__Assignment__
Look for the word "derive" in the entries and copy every line where it shows up.

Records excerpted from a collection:
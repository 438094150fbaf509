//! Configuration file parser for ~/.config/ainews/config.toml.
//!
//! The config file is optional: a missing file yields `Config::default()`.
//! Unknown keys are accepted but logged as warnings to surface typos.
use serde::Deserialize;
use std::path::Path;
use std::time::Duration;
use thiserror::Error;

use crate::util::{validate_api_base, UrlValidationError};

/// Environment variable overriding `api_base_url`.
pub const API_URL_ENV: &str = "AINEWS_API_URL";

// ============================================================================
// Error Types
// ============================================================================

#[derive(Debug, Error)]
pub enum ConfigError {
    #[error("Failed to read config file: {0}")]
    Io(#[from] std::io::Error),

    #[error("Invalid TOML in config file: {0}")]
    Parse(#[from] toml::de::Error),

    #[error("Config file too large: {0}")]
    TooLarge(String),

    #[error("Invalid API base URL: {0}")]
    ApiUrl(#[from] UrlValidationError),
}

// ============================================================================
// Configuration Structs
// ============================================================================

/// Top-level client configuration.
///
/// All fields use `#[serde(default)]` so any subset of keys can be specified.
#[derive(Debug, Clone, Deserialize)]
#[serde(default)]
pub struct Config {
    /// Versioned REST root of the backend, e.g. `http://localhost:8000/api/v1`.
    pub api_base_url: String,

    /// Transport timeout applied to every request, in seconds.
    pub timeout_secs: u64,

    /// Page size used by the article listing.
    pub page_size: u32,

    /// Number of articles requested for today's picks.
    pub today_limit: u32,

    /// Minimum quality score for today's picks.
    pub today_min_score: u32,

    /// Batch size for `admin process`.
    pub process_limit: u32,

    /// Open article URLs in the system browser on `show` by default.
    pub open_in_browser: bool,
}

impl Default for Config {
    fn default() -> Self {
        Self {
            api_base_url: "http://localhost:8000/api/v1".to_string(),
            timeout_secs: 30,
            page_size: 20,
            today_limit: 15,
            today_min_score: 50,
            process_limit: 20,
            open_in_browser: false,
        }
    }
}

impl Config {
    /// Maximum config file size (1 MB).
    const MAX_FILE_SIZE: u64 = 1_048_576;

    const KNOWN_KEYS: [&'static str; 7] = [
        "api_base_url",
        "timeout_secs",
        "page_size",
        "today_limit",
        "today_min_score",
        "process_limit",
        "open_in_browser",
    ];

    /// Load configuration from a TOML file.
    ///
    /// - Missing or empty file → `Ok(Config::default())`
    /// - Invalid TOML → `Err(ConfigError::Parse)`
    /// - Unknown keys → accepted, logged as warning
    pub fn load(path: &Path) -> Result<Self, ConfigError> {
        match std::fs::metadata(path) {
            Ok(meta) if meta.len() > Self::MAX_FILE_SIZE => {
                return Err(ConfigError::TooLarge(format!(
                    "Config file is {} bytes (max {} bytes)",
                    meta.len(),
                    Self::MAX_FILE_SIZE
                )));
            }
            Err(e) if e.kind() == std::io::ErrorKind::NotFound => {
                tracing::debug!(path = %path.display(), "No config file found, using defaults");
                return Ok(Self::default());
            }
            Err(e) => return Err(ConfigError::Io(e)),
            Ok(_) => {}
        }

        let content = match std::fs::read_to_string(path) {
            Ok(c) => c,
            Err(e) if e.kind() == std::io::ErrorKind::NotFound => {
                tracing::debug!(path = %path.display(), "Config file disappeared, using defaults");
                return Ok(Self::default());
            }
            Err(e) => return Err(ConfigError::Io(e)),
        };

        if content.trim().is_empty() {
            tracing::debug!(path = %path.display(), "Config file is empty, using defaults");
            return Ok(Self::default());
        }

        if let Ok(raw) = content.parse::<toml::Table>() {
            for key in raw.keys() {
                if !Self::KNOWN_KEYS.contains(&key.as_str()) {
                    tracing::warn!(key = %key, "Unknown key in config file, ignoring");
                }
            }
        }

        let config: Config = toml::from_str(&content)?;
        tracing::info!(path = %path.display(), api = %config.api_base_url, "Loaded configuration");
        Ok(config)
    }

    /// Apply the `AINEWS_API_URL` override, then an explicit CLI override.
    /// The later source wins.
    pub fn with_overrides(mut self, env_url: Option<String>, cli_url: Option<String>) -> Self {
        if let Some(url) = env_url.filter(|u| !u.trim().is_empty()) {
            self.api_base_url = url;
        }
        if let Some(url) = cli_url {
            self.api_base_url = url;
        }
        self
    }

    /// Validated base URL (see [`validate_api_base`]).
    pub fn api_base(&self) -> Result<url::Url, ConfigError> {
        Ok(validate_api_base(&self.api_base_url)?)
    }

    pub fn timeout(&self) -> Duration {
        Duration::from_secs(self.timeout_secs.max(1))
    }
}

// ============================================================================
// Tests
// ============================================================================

---

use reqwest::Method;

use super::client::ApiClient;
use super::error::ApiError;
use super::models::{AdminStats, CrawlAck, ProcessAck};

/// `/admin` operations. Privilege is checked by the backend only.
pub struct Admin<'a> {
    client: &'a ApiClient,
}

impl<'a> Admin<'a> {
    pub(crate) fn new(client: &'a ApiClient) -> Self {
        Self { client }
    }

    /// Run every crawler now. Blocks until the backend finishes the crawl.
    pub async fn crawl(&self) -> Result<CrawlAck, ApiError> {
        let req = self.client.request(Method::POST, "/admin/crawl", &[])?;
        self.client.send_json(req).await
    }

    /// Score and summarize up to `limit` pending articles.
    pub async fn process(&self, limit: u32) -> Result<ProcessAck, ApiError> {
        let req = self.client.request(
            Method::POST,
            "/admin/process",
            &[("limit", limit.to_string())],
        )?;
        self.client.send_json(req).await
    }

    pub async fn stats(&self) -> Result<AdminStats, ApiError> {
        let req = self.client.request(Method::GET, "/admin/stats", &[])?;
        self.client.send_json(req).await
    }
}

---

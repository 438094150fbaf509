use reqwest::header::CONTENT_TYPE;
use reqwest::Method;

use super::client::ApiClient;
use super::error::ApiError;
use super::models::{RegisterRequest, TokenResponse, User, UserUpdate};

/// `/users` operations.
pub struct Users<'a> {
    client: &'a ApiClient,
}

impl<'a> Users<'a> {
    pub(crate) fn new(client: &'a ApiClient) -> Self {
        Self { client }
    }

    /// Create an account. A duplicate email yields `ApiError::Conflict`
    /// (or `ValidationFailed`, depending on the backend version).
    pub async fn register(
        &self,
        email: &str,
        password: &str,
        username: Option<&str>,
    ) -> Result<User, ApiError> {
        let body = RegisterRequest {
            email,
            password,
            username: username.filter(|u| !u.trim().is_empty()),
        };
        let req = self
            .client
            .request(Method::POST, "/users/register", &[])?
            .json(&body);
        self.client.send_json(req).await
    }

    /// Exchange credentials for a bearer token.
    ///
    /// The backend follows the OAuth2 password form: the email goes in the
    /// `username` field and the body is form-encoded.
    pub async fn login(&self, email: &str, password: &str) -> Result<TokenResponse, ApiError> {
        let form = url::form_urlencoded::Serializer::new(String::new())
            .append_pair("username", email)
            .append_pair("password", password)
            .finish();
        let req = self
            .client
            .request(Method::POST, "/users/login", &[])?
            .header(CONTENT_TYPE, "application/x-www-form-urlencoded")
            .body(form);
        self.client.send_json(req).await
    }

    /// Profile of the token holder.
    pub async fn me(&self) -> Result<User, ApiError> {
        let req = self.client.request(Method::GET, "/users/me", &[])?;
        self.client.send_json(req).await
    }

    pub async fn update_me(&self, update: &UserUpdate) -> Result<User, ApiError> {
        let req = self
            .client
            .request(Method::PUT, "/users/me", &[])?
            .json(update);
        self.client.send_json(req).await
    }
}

__Response to this exercise__
#[derive(Debug, Error)]
#[derive(Debug, Clone, Deserialize)]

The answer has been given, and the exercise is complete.